— Однообразие нашей службы может утомлять, но отдыхать надо так, чтоб дела полка не ухудшались.

— Полк идет по-прежнему, товарищ полковник.

— Кое в чем уже иначе, Алексей Васильевич. Возьми безмятежный покой на стрельбище, самоуспокоенность усатого командира роты, интересное начинание танкистов, которое почему-то никто еще не подхватил. А у артиллеристов полка?

Комдив начал разбирать, к чему привела обособленность минометчиков, и Берчук шумно втянул в себя воздух: получилось, комдив указал ему на то, что перестали замечать его постаревшие глаза.

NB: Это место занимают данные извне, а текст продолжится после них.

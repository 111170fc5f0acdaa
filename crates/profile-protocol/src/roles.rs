//! Server roles and the conversation status machine (§4.A, §4.C, §6).

/// Bitmask of roles a serving connection can be gated on. A port serves
/// exactly one role; `check()` intersects the request's required mask
/// against the role of the port the session was accepted on.
pub mod role {
    pub const PRIMARY: u32 = 1 << 0;
    pub const CL_CUSTOMER: u32 = 1 << 1;
    pub const CL_NON_CUSTOMER: u32 = 1 << 2;
    pub const CL_APP_SERVICE: u32 = 1 << 3;
    pub const SR_NEIGHBOR: u32 = 1 << 4;

    /// `Cl*` — any client-facing role (§4.C dispatch table shorthand).
    pub const CL_ANY: u32 = CL_CUSTOMER | CL_NON_CUSTOMER | CL_APP_SERVICE;
    pub const ANY: u32 = PRIMARY | CL_CUSTOMER | CL_NON_CUSTOMER | CL_APP_SERVICE | SR_NEIGHBOR;
}

/// Conversation status machine of §4.A. Ordering matters:
/// `Authenticated` satisfies a `Verified` requirement (§4.C), so the
/// derived `Ord` is used directly by [`satisfies`].
#[derive(Clone, Copy, PartialEq, Eq, PartialOrd, Ord, Debug, Hash)]
pub enum ConversationStatus {
    NoConversation,
    ConversationStarted,
    Verified,
    Authenticated,
}

/// A dispatch requirement on conversation status. `ConversationAny` is
/// satisfied by anything past `NoConversation`; `None` means the request
/// is a `SingleRequest` that carries no conversation precondition.
#[derive(Clone, Copy, PartialEq, Eq, Debug)]
pub enum StatusRequirement {
    None,
    Exactly(ConversationStatus),
    ConversationAny,
}

impl StatusRequirement {
    pub fn satisfied_by(self, actual: ConversationStatus) -> bool {
        match self {
            StatusRequirement::None => true,
            StatusRequirement::ConversationAny => actual != ConversationStatus::NoConversation,
            StatusRequirement::Exactly(ConversationStatus::Verified) => {
                // Authenticated implies Verified (§4.C).
                actual == ConversationStatus::Verified || actual == ConversationStatus::Authenticated
            }
            StatusRequirement::Exactly(required) => actual == required,
        }
    }
}
#[derive(Clone, PartialEq, ::prost::Message)]
pub struct ProfileFilterMsg {
    #[prost(string, tag = "1")]
    pub type_pattern: String,
    #[prost(string, tag = "2")]
    pub name_pattern: String,
    #[prost(message, optional, tag = "3")]
    pub location: Option<GpsLocationMsg>,
    #[prost(double, tag = "4")]
    pub radius_meters: f64,
    #[prost(string, tag = "5")]
    pub extra_data_regex: String,
    #[prost(bool, tag = "6")]
    pub include_thumbnails: bool,
}

#[derive(Clone, PartialEq, ::prost::Message)]
pub struct ProfileSearchRequest {
    #[prost(message, optional, tag = "1")]
    pub filter: Option<ProfileFilterMsg>,
    #[prost(uint32, tag = "2")]
    pub max_total_records: u32,
    #[prost(uint32, tag = "3")]
    pub max_response_records: u32,
    #[prost(bool, tag = "4")]
    pub include_hosted_only: bool,
}

#[derive(Clone, PartialEq, ::prost::Message)]
pub struct ProfileSearchResponse {
    #[prost(message, repeated, tag = "1")]
    pub profiles: Vec<ProfileQueryInformationMsg>,
    #[prost(uint32, tag = "2")]
    pub total_record_count: u32,
    #[prost(bytes = "vec", repeated, tag = "3")]
    pub covered_server_ids: Vec<Vec<u8>>,
}

#[derive(Clone, PartialEq, ::prost::Message)]
pub struct ProfileSearchPartRequest {
    #[prost(uint32, tag = "1")]
    pub record_index: u32,
    #[prost(uint32, tag = "2")]
    pub record_count: u32,
}

#[derive(Clone, PartialEq, ::prost::Message)]
pub struct ProfileSearchPartResponse {
    #[prost(message, repeated, tag = "1")]
    pub profiles: Vec<ProfileQueryInformationMsg>,
}

#[derive(Clone, PartialEq, ::prost::Message)]
pub struct ProfileStatsRequest {}

#[derive(Clone, PartialEq, ::prost::Message)]
pub struct ProfileStatsResponse {
    #[prost(uint32, tag = "1")]
    pub hosted_identity_count: u32,
    #[prost(uint32, tag = "2")]
    pub neighborhood_identity_count: u32,
}
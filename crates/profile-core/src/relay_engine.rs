//! Two-party call tokenization and payload forwarding (§3 Relay, §4.D).

use std::collections::HashMap;
use std::sync::{Arc, Weak};
use std::time::Duration;

use parking_lot::{Mutex, RwLock};
use profile_protocol::envelope::{encode_body, Envelope, RequestFrame, RequestType};
use profile_protocol::messages::{
    AppServiceReceiveMessageNotificationRequest, IncomingCallNotificationRequest,
};
use profile_protocol::{IdentityId, ProtocolError, PublicKey};
use tokio::sync::oneshot;
use uuid::Uuid;

use crate::session::{RelayEndpoint, Session};

const CALLEE_RESPONSE_TIMEOUT: Duration = Duration::from_secs(30);
const APP_SERVICE_BINDING_TIMEOUT: Duration = Duration::from_secs(60);

#[derive(Clone, Copy, PartialEq, Eq, Debug)]
pub enum RelayState {
    WaitingForCalleeResponse,
    WaitingForFirstAppServiceConnection,
    WaitingForSecondAppServiceConnection,
    Open,
    Destroyed,
}

#[derive(Debug)]
pub enum CallOutcome {
    Accepted { caller_token: Uuid },
    Rejected,
    NotAvailable,
}

struct EndpointBinding {
    session: Weak<Session>,
}

pub struct Relay {
    pub relay_id: Uuid,
    pub caller_token: Uuid,
    pub callee_token: Uuid,
    pub service_name: String,
    caller_session: Weak<Session>,
    callee_session: Weak<Session>,
    state: Mutex<RelayState>,
    caller_app_service: Mutex<Option<EndpointBinding>>,
    callee_app_service: Mutex<Option<EndpointBinding>>,
    caller_waiter: Mutex<Option<oneshot::Sender<CallOutcome>>>,
    caller_to_callee_ack: Mutex<Option<oneshot::Sender<()>>>,
    callee_to_caller_ack: Mutex<Option<oneshot::Sender<()>>>,
}

impl Relay {
    pub fn state(&self) -> RelayState {
        *self.state.lock()
    }
}

#[derive(Default)]
struct RelayTables {
    by_id: HashMap<Uuid, Arc<Relay>>,
    by_caller_token: HashMap<Uuid, Uuid>,
    by_callee_token: HashMap<Uuid, Uuid>,
}

/// Owns every live Relay plus a registry of identities currently reachable
/// for an incoming call (populated on successful CheckIn, cleared on
/// disconnect — see `register_online`/`unregister_online`).
pub struct RelayEngine {
    tables: Mutex<RelayTables>,
    online_customers: RwLock<HashMap<IdentityId, (Arc<Session>, Vec<String>)>>,
}

impl Default for RelayEngine {
    fn default() -> Self {
        Self { tables: Mutex::new(RelayTables::default()), online_customers: RwLock::new(HashMap::new()) }
    }
}

impl RelayEngine {
    pub fn new() -> Self {
        Self::default()
    }

    pub fn register_online(&self, identity_id: IdentityId, session: Arc<Session>, app_services: Vec<String>) {
        self.online_customers.write().insert(identity_id, (session, app_services));
    }

    pub fn unregister_online(&self, identity_id: &IdentityId) {
        self.online_customers.write().remove(identity_id);
    }

    pub fn get_by_id(&self, relay_id: Uuid) -> Option<Arc<Relay>> {
        self.tables.lock().by_id.get(&relay_id).cloned()
    }

    pub fn get_by_token(&self, token: Uuid) -> Option<(Arc<Relay>, RelayEndpoint)> {
        let tables = self.tables.lock();
        if let Some(id) = tables.by_caller_token.get(&token) {
            return tables.by_id.get(id).cloned().map(|r| (r, RelayEndpoint::Caller));
        }
        if let Some(id) = tables.by_callee_token.get(&token) {
            return tables.by_id.get(id).cloned().map(|r| (r, RelayEndpoint::Callee));
        }
        None
    }

    /// `CallIdentityApplicationService` (§4.D). Resolves the callee,
    /// notifies it, and suspends on a oneshot that the callee's response
    /// (or a 30 s timeout, or the callee's disconnect) resolves.
    pub async fn call(
        &self,
        caller: &Arc<Session>,
        caller_public_key: PublicKey,
        callee_id: &IdentityId,
        service_name: String,
        init_payload: Vec<u8>,
    ) -> Result<CallOutcome, ProtocolError> {
        let (callee_session, app_services) = {
            let online = self.online_customers.read();
            online.get(callee_id).cloned().ok_or(ProtocolError::NotFound)?
        };
        if !app_services.iter().any(|s| s == &service_name) {
            return Err(ProtocolError::NotAvailable);
        }

        let relay_id = Uuid::new_v4();
        let caller_token = Uuid::new_v4();
        let callee_token = Uuid::new_v4();
        let (tx, rx) = oneshot::channel();

        let relay = Arc::new(Relay {
            relay_id,
            caller_token,
            callee_token,
            service_name: service_name.clone(),
            caller_session: Arc::downgrade(caller),
            callee_session: Arc::downgrade(&callee_session),
            state: Mutex::new(RelayState::WaitingForCalleeResponse),
            caller_app_service: Mutex::new(None),
            callee_app_service: Mutex::new(None),
            caller_waiter: Mutex::new(Some(tx)),
            caller_to_callee_ack: Mutex::new(None),
            callee_to_caller_ack: Mutex::new(None),
        });

        {
            let mut tables = self.tables.lock();
            tables.by_id.insert(relay_id, relay.clone());
            tables.by_caller_token.insert(caller_token, relay_id);
            tables.by_callee_token.insert(callee_token, relay_id);
        }

        let request_id = callee_session
            .register_pending_request(crate::session::PendingResponseContext::IncomingCallNotification {
                relay_id,
            });
        let body = IncomingCallNotificationRequest {
            caller_public_key: caller_public_key.0,
            service_name,
            callee_token: callee_token.as_bytes().to_vec(),
            init_payload,
        };
        let frame = RequestFrame {
            request_id,
            type_code: RequestType::IncomingCallNotification as i32,
            signature: None,
            body: encode_body(&body),
        };
        if callee_session.send(Envelope::request(frame)).is_err() {
            self.destroy(relay_id);
            return Ok(CallOutcome::NotAvailable);
        }

        match tokio::time::timeout(CALLEE_RESPONSE_TIMEOUT, rx).await {
            Ok(Ok(outcome)) => Ok(outcome),
            _ => {
                self.destroy(relay_id);
                Ok(CallOutcome::NotAvailable)
            }
        }
    }

    /// The callee's answer to `IncomingCallNotification` arrived. Takes
    /// `Arc<Self>` (not `&self`) because accepting a call starts the
    /// AppService-binding timeout, which needs a handle it can outlive this
    /// call to run on its own task.
    pub fn resolve_callee_response(self: Arc<Self>, relay_id: Uuid, accepted: Result<(), ProtocolError>) {
        let relay = match self.get_by_id(relay_id) {
            Some(relay) => relay,
            None => return,
        };
        let waiter = relay.caller_waiter.lock().take();
        match accepted {
            Ok(()) => {
                *relay.state.lock() = RelayState::WaitingForFirstAppServiceConnection;
                if let Some(tx) = waiter {
                    let _ = tx.send(CallOutcome::Accepted { caller_token: relay.caller_token });
                }
                self.spawn_app_service_binding_timeout(relay_id);
            }
            Err(_) => {
                if let Some(tx) = waiter {
                    let _ = tx.send(CallOutcome::Rejected);
                }
                self.destroy(relay_id);
            }
        }
    }

    /// §4.D state machine / §5 "AppService binding: 60 s": destroys the
    /// relay if it is still waiting on the first or second AppService
    /// connection once the binding window elapses. A no-op if `bind_endpoint`
    /// already advanced the relay to `Open` (or it was destroyed some other
    /// way) before the timer fires.
    fn spawn_app_service_binding_timeout(self: &Arc<Self>, relay_id: Uuid) {
        let engine = self.clone();
        tokio::spawn(async move {
            tokio::time::sleep(APP_SERVICE_BINDING_TIMEOUT).await;
            if let Some(relay) = engine.get_by_id(relay_id) {
                if relay.state() != RelayState::Open {
                    engine.destroy(relay_id);
                }
            }
        });
    }

    /// `AppServiceSendMessage` (§4.D). Binds the first/second endpoint,
    /// then forwards payloads once Open. An unknown token is
    /// `ERROR_NOT_FOUND` and the caller force-disconnects (§4.D "Token
    /// discipline").
    pub async fn send_message(
        &self,
        session: &Arc<Session>,
        token: Uuid,
        payload: Vec<u8>,
    ) -> Result<(), ProtocolError> {
        let (relay, endpoint) = self.get_by_token(token).ok_or(ProtocolError::NotFound)?;

        self.bind_endpoint(&relay, endpoint, session);

        if relay.state() != RelayState::Open {
            return Ok(());
        }

        let (other_session, ack_slot) = match endpoint {
            RelayEndpoint::Caller => (relay.callee_session.upgrade(), &relay.caller_to_callee_ack),
            RelayEndpoint::Callee => (relay.caller_session.upgrade(), &relay.callee_to_caller_ack),
        };
        let other_session = other_session.ok_or(ProtocolError::NotAvailable)?;

        let request_id = other_session
            .register_pending_request(crate::session::PendingResponseContext::AppServiceReceiveAck {
                relay_id: relay.relay_id,
            });
        let body = AppServiceReceiveMessageNotificationRequest {
            relay_token: token.as_bytes().to_vec(),
            payload,
        };
        let frame = RequestFrame {
            request_id,
            type_code: RequestType::AppServiceReceiveMessageNotification as i32,
            signature: None,
            body: encode_body(&body),
        };
        let (tx, rx) = oneshot::channel();
        *ack_slot.lock() = Some(tx);
        other_session.send(Envelope::request(frame)).map_err(|_| ProtocolError::NotAvailable)?;
        rx.await.map_err(|_| ProtocolError::NotAvailable)
    }

    /// The other endpoint acked `AppServiceReceiveMessageNotification`.
    pub fn resolve_message_ack(&self, relay_id: Uuid, from_endpoint: RelayEndpoint) {
        let relay = match self.get_by_id(relay_id) {
            Some(relay) => relay,
            None => return,
        };
        let slot = match from_endpoint {
            // An ack FROM the callee completes the caller-to-callee send.
            RelayEndpoint::Callee => &relay.caller_to_callee_ack,
            RelayEndpoint::Caller => &relay.callee_to_caller_ack,
        };
        if let Some(tx) = slot.lock().take() {
            let _ = tx.send(());
        }
    }

    fn bind_endpoint(&self, relay: &Arc<Relay>, endpoint: RelayEndpoint, session: &Arc<Session>) {
        let mut state = relay.state.lock();
        let slot = match endpoint {
            RelayEndpoint::Caller => &relay.caller_app_service,
            RelayEndpoint::Callee => &relay.callee_app_service,
        };
        let mut slot = slot.lock();
        if slot.is_none() {
            *slot = Some(EndpointBinding { session: Arc::downgrade(session) });
            session.with_state_mut(|s| s.bound_relay = Some((relay.relay_id, endpoint)));
            *state = match *state {
                RelayState::WaitingForFirstAppServiceConnection => RelayState::WaitingForSecondAppServiceConnection,
                RelayState::WaitingForSecondAppServiceConnection => RelayState::Open,
                other => other,
            };
        }
    }

    /// Test-and-set idempotent destroy (§4.D, §8 property 7): the first
    /// caller removes all three map keys; later calls are no-ops.
    pub fn destroy(&self, relay_id: Uuid) -> bool {
        let mut tables = self.tables.lock();
        let relay = match tables.by_id.remove(&relay_id) {
            Some(relay) => relay,
            None => return false,
        };
        tables.by_caller_token.remove(&relay.caller_token);
        tables.by_callee_token.remove(&relay.callee_token);
        *relay.state.lock() = RelayState::Destroyed;
        true
    }

    /// Called when a session disconnects: destroys any relay it was a
    /// party to (§3 "destroyed on disconnect").
    pub fn on_session_disconnected(&self, relay_id: Uuid) {
        self.destroy(relay_id);
    }
}

#[cfg(test)]
mod tests {
    use super::*;
    use tokio::sync::mpsc;

    fn session(role: u32) -> Arc<Session> {
        let (tx, _rx) = mpsc::unbounded_channel();
        Arc::new(Session::new("127.0.0.1:1".parse().unwrap(), role, tx))
    }

    #[test]
    fn destroy_is_idempotent() {
        let engine = RelayEngine::new();
        let relay_id = Uuid::new_v4();
        let relay = Arc::new(Relay {
            relay_id,
            caller_token: Uuid::new_v4(),
            callee_token: Uuid::new_v4(),
            service_name: "chat".into(),
            caller_session: Weak::new(),
            callee_session: Weak::new(),
            state: Mutex::new(RelayState::Open),
            caller_app_service: Mutex::new(None),
            callee_app_service: Mutex::new(None),
            caller_waiter: Mutex::new(None),
            caller_to_callee_ack: Mutex::new(None),
            callee_to_caller_ack: Mutex::new(None),
        });
        engine.tables.lock().by_id.insert(relay_id, relay.clone());
        engine.tables.lock().by_caller_token.insert(relay.caller_token, relay_id);
        engine.tables.lock().by_callee_token.insert(relay.callee_token, relay_id);

        assert!(engine.destroy(relay_id));
        assert!(!engine.destroy(relay_id));
        assert!(engine.get_by_id(relay_id).is_none());
    }

    #[tokio::test]
    async fn call_to_unregistered_identity_is_not_found() {
        let engine = RelayEngine::new();
        let caller = session(profile_protocol::roles::role::CL_NON_CUSTOMER);
        let callee_id = IdentityId::of_public_key(&PublicKey(vec![7; 32]));
        let err = engine
            .call(&caller, PublicKey(vec![1; 32]), &callee_id, "chat".into(), vec![])
            .await
            .unwrap_err();
        assert_eq!(err, ProtocolError::NotFound);
    }
}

Но, переживая свой невольный промах, Берчук не мог согласиться с тем, что недостатки в полку возникли от того, что он чуть реже стал бывать в подразделениях. Там же комбаты, ротные, взводные. Помоложе его, грамотные, двое даже с академией. Зачем же стоять над их душой? Можно набить мозоли. И когда-то должны же они обзаводиться самостоятельностью? А может, в дивизию собирается инспекция? Так надо и сказать прямо. Раз дуну, и вся пыль слетит.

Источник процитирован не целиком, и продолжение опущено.